* INFORMATION GIVEN *
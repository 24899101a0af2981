use uuid::Uuid;

use cierre_crm::error::CrmServiceError;
use cierre_crm::usecase::company::ListCompaniesUseCase;
use cierre_crm::usecase::contact::{GetContactUseCase, ListContactsUseCase};
use cierre_crm::domain::types::{ContactAccessRequest, RequestStatus};
use cierre_testing::org::OrgFixture;

use crate::helpers::{
    MockAccessRequestRepo, MockCompanyRepo, MockContactRepo, MockUserRepo, org_users,
    test_company, test_contact,
};

#[tokio::test]
async fn should_show_all_companies_to_admin() {
    let org = OrgFixture::new();
    let companies = vec![
        test_company(Some(org.sales_team_id), false),
        test_company(Some(org.support_team_id), false),
        test_company(None, false),
    ];

    let uc = ListCompaniesUseCase {
        companies: MockCompanyRepo::new(companies.clone()),
        users: MockUserRepo::new(org_users(&org)),
    };
    let visible = uc.execute(org.admin_id).await.unwrap();

    assert_eq!(visible.len(), companies.len());
}

#[tokio::test]
async fn should_filter_companies_to_global_and_own_team() {
    let org = OrgFixture::new();
    let own_team = test_company(Some(org.sales_team_id), false);
    let foreign = test_company(Some(org.support_team_id), false);
    let global = test_company(None, true);

    let uc = ListCompaniesUseCase {
        companies: MockCompanyRepo::new(vec![own_team.clone(), foreign, global.clone()]),
        users: MockUserRepo::new(org_users(&org)),
    };
    let visible = uc.execute(org.leader_id).await.unwrap();

    let mut ids: Vec<Uuid> = visible.iter().map(|c| c.id).collect();
    ids.sort();
    let mut expected = vec![own_team.id, global.id];
    expected.sort();
    assert_eq!(ids, expected);
}

#[tokio::test]
async fn should_inherit_contact_visibility_from_company() {
    let org = OrgFixture::new();
    let own_team = test_company(Some(org.sales_team_id), false);
    let foreign = test_company(Some(org.support_team_id), false);
    let visible_contact = test_contact(own_team.id);
    let hidden_contact = test_contact(foreign.id);

    let uc = ListContactsUseCase {
        contacts: MockContactRepo::new(vec![visible_contact.clone(), hidden_contact]),
        companies: MockCompanyRepo::new(vec![own_team, foreign]),
        requests: MockAccessRequestRepo::empty(),
        users: MockUserRepo::new(org_users(&org)),
    };
    let visible = uc.execute(org.report_id).await.unwrap();

    let ids: Vec<Uuid> = visible.iter().map(|c| c.id).collect();
    assert_eq!(ids, vec![visible_contact.id]);
}

#[tokio::test]
async fn should_overlay_approved_request_for_single_contact_only() {
    let org = OrgFixture::new();
    let foreign = test_company(Some(org.support_team_id), false);
    let granted = test_contact(foreign.id);
    let sibling = test_contact(foreign.id);

    let approval = ContactAccessRequest {
        id: Uuid::now_v7(),
        requester_id: org.report_id,
        contact_id: granted.id,
        status: RequestStatus::Approved,
        reason: "cross-team deal".to_owned(),
        reviewed_by: Some(org.admin_id),
        reviewed_at: Some(chrono::Utc::now()),
        created_at: chrono::Utc::now(),
    };

    let uc = ListContactsUseCase {
        contacts: MockContactRepo::new(vec![granted.clone(), sibling.clone()]),
        companies: MockCompanyRepo::new(vec![foreign.clone()]),
        requests: MockAccessRequestRepo::new(vec![approval]),
        users: MockUserRepo::new(org_users(&org)),
    };
    let visible = uc.execute(org.report_id).await.unwrap();

    // The grant covers exactly one contact — not siblings, not the company.
    let ids: Vec<Uuid> = visible.iter().map(|c| c.id).collect();
    assert_eq!(ids, vec![granted.id]);

    let get = GetContactUseCase {
        contacts: MockContactRepo::new(vec![granted.clone(), sibling.clone()]),
        companies: MockCompanyRepo::new(vec![foreign]),
        requests: MockAccessRequestRepo::empty(),
        users: MockUserRepo::new(org_users(&org)),
    };
    let denied = get.execute(org.report_id, sibling.id).await;
    assert!(
        matches!(denied, Err(CrmServiceError::Forbidden)),
        "expected Forbidden for sibling contact, got {denied:?}"
    );
}

#[tokio::test]
async fn should_ignore_pending_and_rejected_requests_in_overlay() {
    let org = OrgFixture::new();
    let foreign = test_company(Some(org.support_team_id), false);
    let contact = test_contact(foreign.id);

    for status in [RequestStatus::Pending, RequestStatus::Rejected] {
        let request = ContactAccessRequest {
            id: Uuid::now_v7(),
            requester_id: org.report_id,
            contact_id: contact.id,
            status,
            reason: String::new(),
            reviewed_by: None,
            reviewed_at: None,
            created_at: chrono::Utc::now(),
        };
        let uc = ListContactsUseCase {
            contacts: MockContactRepo::new(vec![contact.clone()]),
            companies: MockCompanyRepo::new(vec![foreign.clone()]),
            requests: MockAccessRequestRepo::new(vec![request]),
            users: MockUserRepo::new(org_users(&org)),
        };
        let visible = uc.execute(org.report_id).await.unwrap();
        assert!(
            visible.is_empty(),
            "a {status:?} request must not grant visibility"
        );
    }
}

* WORK INSTRUCTIONS *
List all lines in the material containing the string "chrono".

* ANSWER TO THIS TASK *
        reviewed_at: Some(chrono::Utc::now()),
        created_at: chrono::Utc::now(),
            created_at: chrono::Utc::now(),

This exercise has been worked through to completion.